**PROBLEM REQUIREMENTS**
One number should be the full reply: how many lines of the material below contain "true".

**DATA UNDER STUDY**
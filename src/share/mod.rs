//! Share command execution boundary.
//!
//! [`ShareExecutor`] is the only place a privileged OS process is invoked.
//! It is injected into the engine as a capability so core logic and tests
//! never touch a real process; see [`net::NetShareExecutor`] for the real
//! implementation.
//!
//! Contract: executor methods never return `Result` – failure to launch,
//! non-zero exit, and timeout all collapse into a [`ShareOutcome`] with
//! `success = false`, distinguished only by diagnostic text and exit code.
//! Callers branch on the outcome value, never on thrown control flow.

pub mod net;

/// Result of one share create/remove invocation. Not persisted.
#[derive(Debug, Clone)]
pub struct ShareOutcome {
    /// Share name the operation used.
    pub share_name: String,
    pub success: bool,
    /// Captured stdout + stderr, or the launch/timeout diagnostic.
    pub output: String,
    /// Exit code when the process ran to completion; `None` when it never
    /// started or was killed on timeout.
    pub exit_code: Option<i32>,
}

impl ShareOutcome {
    pub fn succeeded(share_name: impl Into<String>, output: String, exit_code: Option<i32>) -> Self {
        Self { share_name: share_name.into(), success: true, output, exit_code }
    }

    pub fn failed(share_name: impl Into<String>, output: String, exit_code: Option<i32>) -> Self {
        Self { share_name: share_name.into(), success: false, output, exit_code }
    }
}

/// Trait for the privileged share create/remove operations.
pub trait ShareExecutor: Send + Sync + 'static {
    /// Expose `path` on the network under `share_name`.
    fn create_share(
        &self,
        path: &str,
        share_name: &str,
    ) -> impl std::future::Future<Output = ShareOutcome> + Send;

    /// Remove the network share named `share_name`.
    fn remove_share(
        &self,
        share_name: &str,
    ) -> impl std::future::Future<Output = ShareOutcome> + Send;
}
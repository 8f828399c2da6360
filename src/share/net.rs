//! [`ShareExecutor`] backed by the platform share tool (`net share`).

use std::time::Duration;

use tokio::process::Command;
use tracing::{info, warn};

use super::{ShareExecutor, ShareOutcome};
use crate::config::Config;

/// Invokes the external share tool and captures its output.
///
/// The tool is expected to require elevated privileges; a refused elevation
/// shows up as a spawn error or non-zero exit and is reported through the
/// same failure outcome either way.
#[derive(Debug, Clone)]
pub struct NetShareExecutor {
    tool: String,
    timeout: Duration,
}

impl NetShareExecutor {
    pub fn new(tool: impl Into<String>, timeout: Duration) -> Self {
        Self { tool: tool.into(), timeout }
    }

    pub fn from_config(cfg: &Config) -> Self {
        Self::new(&cfg.share_tool, Duration::from_secs(cfg.share_timeout_secs))
    }

    async fn run(&self, args: &[String], share_name: &str) -> ShareOutcome {
        let result = tokio::time::timeout(
            self.timeout,
            Command::new(&self.tool).args(args).kill_on_drop(true).output(),
        )
        .await;

        match result {
            Ok(Ok(output)) => {
                let mut text = String::from_utf8_lossy(&output.stdout).into_owned();
                let stderr = String::from_utf8_lossy(&output.stderr);
                if !stderr.is_empty() {
                    if !text.is_empty() {
                        text.push('\n');
                    }
                    text.push_str(&stderr);
                }
                let exit_code = output.status.code();
                if output.status.success() {
                    info!(tool = %self.tool, share_name = %share_name, "share command succeeded");
                    ShareOutcome::succeeded(share_name, text, exit_code)
                } else {
                    warn!(tool = %self.tool, share_name = %share_name, ?exit_code, "share command failed");
                    ShareOutcome::failed(share_name, text, exit_code)
                }
            }
            Ok(Err(e)) => {
                warn!(tool = %self.tool, share_name = %share_name, error = %e, "share command failed to launch");
                ShareOutcome::failed(
                    share_name,
                    format!("failed to launch '{}': {e}", self.tool),
                    None,
                )
            }
            // Inconclusive: the child may still be mid-operation when killed,
            // so the caller must not mutate persisted state.
            Err(_) => {
                warn!(tool = %self.tool, share_name = %share_name, timeout = ?self.timeout, "share command timed out");
                ShareOutcome::failed(
                    share_name,
                    format!("'{}' timed out after {:?}", self.tool, self.timeout),
                    None,
                )
            }
        }
    }
}

impl ShareExecutor for NetShareExecutor {
    async fn create_share(&self, path: &str, share_name: &str) -> ShareOutcome {
        let args = vec!["share".to_owned(), format!("{share_name}={path}")];
        self.run(&args, share_name).await
    }

    async fn remove_share(&self, share_name: &str) -> ShareOutcome {
        let args = vec![
            "share".to_owned(),
            share_name.to_owned(),
            "/delete".to_owned(),
            "/y".to_owned(),
        ];
        self.run(&args, share_name).await
    }
}
//! Directory catalog endpoints.

use std::sync::Arc;

use axum::extract::{Path, State};
use axum::routing::{delete, get};
use axum::{Json, Router};
use tracing::info;
use utoipa::OpenApi;

use crate::db::DirectoryStore;
use crate::error::ServerError;
use crate::schemas::MessageResponse;
use crate::schemas::directory::{CreateDirectoryRequest, DirectoryResponse};
use crate::state::AppState;

#[derive(OpenApi)]
#[openapi(
    paths(list_directories, create_directory, delete_directory),
    components(schemas(CreateDirectoryRequest, DirectoryResponse, MessageResponse))
)]
pub struct DirectoryApi;

pub fn router() -> Router<Arc<AppState>> {
    Router::new()
        .route("/directory", get(list_directories).post(create_directory))
        .route("/directory/{id}", delete(delete_directory))
}

#[utoipa::path(
    get,
    path = "/api/directory",
    tag = "directory",
    responses(
        (status = 200, description = "Catalog listed", body = [DirectoryResponse]),
        (status = 500, description = "Storage error"),
    )
)]
pub async fn list_directories(
    State(state): State<Arc<AppState>>,
) -> Result<Json<Vec<DirectoryResponse>>, ServerError> {
    let records = state.store.list_directories().await?;
    Ok(Json(records.iter().map(|r| r.to_response()).collect()))
}

#[utoipa::path(
    post,
    path = "/api/directory",
    tag = "directory",
    request_body = CreateDirectoryRequest,
    responses(
        (status = 200, description = "Directory created", body = MessageResponse),
        (status = 400, description = "Blank name or path"),
        (status = 409, description = "Browse path already cataloged"),
        (status = 500, description = "Storage error"),
    )
)]
pub async fn create_directory(
    State(state): State<Arc<AppState>>,
    Json(req): Json<CreateDirectoryRequest>,
) -> Result<Json<MessageResponse>, ServerError> {
    let name = req.name.trim();
    let browse = req.browse.trim();
    if name.is_empty() {
        return Err(ServerError::BadRequest("name must not be empty".into()));
    }
    if browse.is_empty() {
        return Err(ServerError::BadRequest("browse must not be empty".into()));
    }

    let record = state.store.insert_directory(name, browse).await.map_err(|e| {
        if e.as_database_error().is_some_and(|d| d.is_unique_violation()) {
            ServerError::Conflict(format!("browse path '{browse}' is already cataloged"))
        } else {
            ServerError::Database(e)
        }
    })?;

    info!(id = record.id, browse = %record.browse, "directory cataloged");
    Ok(Json(MessageResponse::new(format!(
        "directory '{}' created with id {}",
        record.name, record.id
    ))))
}

#[utoipa::path(
    delete,
    path = "/api/directory/{id}",
    tag = "directory",
    params(
        ("id" = i64, Path, description = "Catalog id of the directory to delete")
    ),
    responses(
        (status = 200, description = "Delete attempted; message reports rows affected", body = MessageResponse),
        (status = 500, description = "Storage error"),
    )
)]
pub async fn delete_directory(
    State(state): State<Arc<AppState>>,
    Path(id): Path<i64>,
) -> Result<Json<MessageResponse>, ServerError> {
    // Deleting an unknown id is a no-op, not an error; the message carries
    // the affected row count so callers can tell the difference.
    let rows = state.store.delete_directory(id).await?;
    info!(id, rows, "directory delete");
    Ok(Json(MessageResponse::new(format!(
        "{rows} directory row(s) deleted"
    ))))
}

// ── Tests ──────────────────────────────────────────────────────────────────────
//! Network-share endpoints over the access synchronization engine.
//!
//! Single open/close resolve their target directory here (by browse path for
//! open, by persisted share name for close) and delegate to the engine; the
//! bulk endpoints return the engine's aggregate report with HTTP 200 even
//! when some directories failed.

use std::sync::Arc;

use axum::extract::State;
use axum::routing::{get, post};
use axum::{Json, Router};
use utoipa::OpenApi;

use crate::db::{AccessStore, DirectoryStore};
use crate::error::ServerError;
use crate::schemas::share::{
    BulkReportResponse, CloseShareRequest, OpenShareRequest, ShareActionResponse,
    SharedDirectoryResponse,
};
use crate::state::AppState;

#[derive(OpenApi)]
#[openapi(
    paths(open_share, close_share, open_all, close_all, list_shared),
    components(schemas(
        OpenShareRequest,
        CloseShareRequest,
        ShareActionResponse,
        BulkReportResponse,
        SharedDirectoryResponse
    ))
)]
pub struct ShareApi;

pub fn router() -> Router<Arc<AppState>> {
    Router::new()
        .route("/share", get(list_shared))
        .route("/share/open", post(open_share))
        .route("/share/close", post(close_share))
        .route("/share/open-all", post(open_all))
        .route("/share/close-all", post(close_all))
}

#[utoipa::path(
    post,
    path = "/api/share/open",
    tag = "share",
    request_body = OpenShareRequest,
    responses(
        (status = 200, description = "Share created and recorded", body = ShareActionResponse),
        (status = 400, description = "Blank path or share name"),
        (status = 404, description = "Path not in the catalog"),
        (status = 500, description = "Share operation failed; body carries tool output"),
    )
)]
pub async fn open_share(
    State(state): State<Arc<AppState>>,
    Json(req): Json<OpenShareRequest>,
) -> Result<Json<ShareActionResponse>, ServerError> {
    let path = req.path.trim();
    if path.is_empty() {
        return Err(ServerError::BadRequest("path must not be empty".into()));
    }
    if req.share_name.trim().is_empty() {
        return Err(ServerError::BadRequest("shareName must not be empty".into()));
    }

    let dir = state
        .store
        .get_directory_by_browse(path)
        .await?
        .ok_or_else(|| ServerError::NotFound(format!("path '{path}' is not cataloged")))?;

    let transition = state.engine.open(dir.id, &req.share_name).await?;
    Ok(Json(ShareActionResponse::from_transition(
        format!("share '{}' created for '{}'", transition.record.share_name, dir.browse),
        transition,
    )))
}

#[utoipa::path(
    post,
    path = "/api/share/close",
    tag = "share",
    request_body = CloseShareRequest,
    responses(
        (status = 200, description = "Share removed and recorded", body = ShareActionResponse),
        (status = 400, description = "Blank share name"),
        (status = 404, description = "No directory currently carries this share name"),
        (status = 500, description = "Share operation failed; body carries tool output"),
    )
)]
pub async fn close_share(
    State(state): State<Arc<AppState>>,
    Json(req): Json<CloseShareRequest>,
) -> Result<Json<ShareActionResponse>, ServerError> {
    let share_name = req.share_name.trim();
    if share_name.is_empty() {
        return Err(ServerError::BadRequest("shareName must not be empty".into()));
    }

    // The share name is persisted on each access record precisely so this
    // endpoint can resolve the directory without the caller tracking the
    // mapping out-of-band.
    let access = state
        .store
        .find_by_share_name(share_name)
        .await?
        .ok_or_else(|| {
            ServerError::NotFound(format!("no directory currently carries share '{share_name}'"))
        })?;

    let transition = state.engine.close(access.directory_id, share_name).await?;
    Ok(Json(ShareActionResponse::from_transition(
        format!("share '{share_name}' removed"),
        transition,
    )))
}

#[utoipa::path(
    post,
    path = "/api/share/open-all",
    tag = "share",
    responses(
        (status = 200, description = "Aggregate report; per-directory failures listed", body = BulkReportResponse),
        (status = 500, description = "Catalog could not be read"),
    )
)]
pub async fn open_all(
    State(state): State<Arc<AppState>>,
) -> Result<Json<BulkReportResponse>, ServerError> {
    let report = state.engine.open_all().await?;
    Ok(Json(report.to_response()))
}

#[utoipa::path(
    post,
    path = "/api/share/close-all",
    tag = "share",
    responses(
        (status = 200, description = "Aggregate report; per-directory failures listed", body = BulkReportResponse),
        (status = 500, description = "Catalog could not be read"),
    )
)]
pub async fn close_all(
    State(state): State<Arc<AppState>>,
) -> Result<Json<BulkReportResponse>, ServerError> {
    let report = state.engine.close_all().await?;
    Ok(Json(report.to_response()))
}

#[utoipa::path(
    get,
    path = "/api/share",
    tag = "share",
    responses(
        (status = 200, description = "Currently shared directories", body = [SharedDirectoryResponse]),
        (status = 500, description = "Storage error"),
    )
)]
pub async fn list_shared(
    State(state): State<Arc<AppState>>,
) -> Result<Json<Vec<SharedDirectoryResponse>>, ServerError> {
    let shared = state.engine.shared_directories().await?;
    Ok(Json(shared.iter().map(|s| s.to_response()).collect()))
}

// ── Tests ──────────────────────────────────────────────────────────────────────

#[cfg(test)]
mod test {
    use super::*;
    use crate::config::Config;
    use crate::db::sqlite::SqliteStore;
    use crate::engine::EngineError;

    /// State whose executor points at a tool that cannot be launched, so the
    /// OS boundary always reports a clean failure outcome.
    async fn state() -> Arc<AppState> {
        let store = SqliteStore::connect("sqlite::memory:").await.unwrap();
        let config = Config {
            bind_address: "127.0.0.1:0".into(),
            database_url: "sqlite::memory:".into(),
            share_tool: "shareward-no-such-tool".into(),
            share_timeout_secs: 5,
            log_level: "info".into(),
            log_json: false,
            enable_swagger: false,
            cors_allowed_origins: None,
        };
        Arc::new(AppState::new(config, store))
    }

    #[tokio::test]
    async fn open_with_blank_fields_is_rejected() {
        let state = state().await;
        let req = OpenShareRequest { path: " ".into(), share_name: "Music".into() };
        let err = open_share(State(state.clone()), Json(req)).await.unwrap_err();
        assert!(matches!(err, ServerError::BadRequest(_)));

        let req = OpenShareRequest { path: "/srv/music".into(), share_name: "".into() };
        let err = open_share(State(state), Json(req)).await.unwrap_err();
        assert!(matches!(err, ServerError::BadRequest(_)));
    }

    #[tokio::test]
    async fn open_with_unknown_path_is_not_found() {
        let state = state().await;
        let req = OpenShareRequest { path: "/srv/unknown".into(), share_name: "Music".into() };
        let err = open_share(State(state), Json(req)).await.unwrap_err();
        assert!(matches!(err, ServerError::NotFound(_)));
    }

    #[tokio::test]
    async fn failed_tool_surfaces_share_failure_and_leaves_state_untouched() {
        let state = state().await;
        state.store.insert_directory("Music", "/srv/music").await.unwrap();

        let req = OpenShareRequest { path: "/srv/music".into(), share_name: "Music".into() };
        let err = open_share(State(state.clone()), Json(req)).await.unwrap_err();
        assert!(matches!(err, ServerError::Engine(EngineError::ShareFailed { .. })));

        let Json(shared) = list_shared(State(state)).await.unwrap();
        assert!(shared.is_empty());
    }

    #[tokio::test]
    async fn close_with_unknown_share_name_is_not_found() {
        let state = state().await;
        let req = CloseShareRequest { share_name: "Ghost".into() };
        let err = close_share(State(state), Json(req)).await.unwrap_err();
        assert!(matches!(err, ServerError::NotFound(_)));
    }

    #[tokio::test]
    async fn close_resolves_directory_from_persisted_share_name() {
        let state = state().await;
        let dir = state.store.insert_directory("Music", "/srv/music").await.unwrap();
        // Simulate an earlier successful open.
        state
            .store
            .set_access(dir.id, true, "Music", chrono::Utc::now())
            .await
            .unwrap();

        // Resolution succeeds; the broken tool then fails the OS operation,
        // so the directory must remain marked shared.
        let req = CloseShareRequest { share_name: "Music".into() };
        let err = close_share(State(state.clone()), Json(req)).await.unwrap_err();
        assert!(matches!(err, ServerError::Engine(EngineError::ShareFailed { .. })));

        let Json(shared) = list_shared(State(state)).await.unwrap();
        assert_eq!(shared.len(), 1);
        assert_eq!(shared[0].id, dir.id);
    }

    #[tokio::test]
    async fn bulk_report_counts_every_directory() {
        let state = state().await;
        state.store.insert_directory("Music", "/srv/music").await.unwrap();
        state.store.insert_directory("Video", "/srv/video").await.unwrap();

        let Json(report) = open_all(State(state)).await.unwrap();
        assert_eq!(report.succeeded, 0);
        assert_eq!(report.failed, 2);
        assert_eq!(report.failures.len(), 2);
    }
}
//! Axum router construction.
//!
//! [`build`] assembles the complete application router, including:
//! - Middleware layers (CORS, per-request trace-ID injection)
//! - Optional Swagger UI / OpenAPI spec endpoint (disable with `SHAREWARD_ENABLE_SWAGGER=false`)
//! - Health / heartbeat route
//! - `/api` directory-catalog and share routes

mod directory;
pub mod doc;
mod health;
mod share;

use std::sync::Arc;

use axum::{Router, middleware};
use tower::ServiceBuilder;
use utoipa_swagger_ui::SwaggerUi;

use crate::middleware::{cors, trace};
use crate::state::AppState;

// ── Router builder ────────────────────────────────────────────────────────────

/// Build the complete Axum [`Router`] for the application.
pub fn build(state: Arc<AppState>) -> Router {
    let api_router = Router::new()
        .merge(health::router())
        .nest("/api", directory::router().merge(share::router()));

    let mut app = Router::new().merge(api_router);

    // ── Swagger UI ────────────────────────────────────────────────────────────
    // Enabled by default; disable with SHAREWARD_ENABLE_SWAGGER=false in
    // production to avoid exposing the API structure to potential attackers.
    if state.config.enable_swagger {
        app = app.merge(SwaggerUi::new("/swagger-ui").url("/api-docs/openapi.json", doc::get_docs()));
    }

    app
        // Outermost layers execute first on the way in.
        .layer(ServiceBuilder::new().layer(cors::cors_layer(state.clone())))
        .layer(middleware::from_fn_with_state(
            state.clone(),
            trace::trace_middleware,
        ))
        .with_state(state)
}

**SOLUTION FOR THIS TASK**
3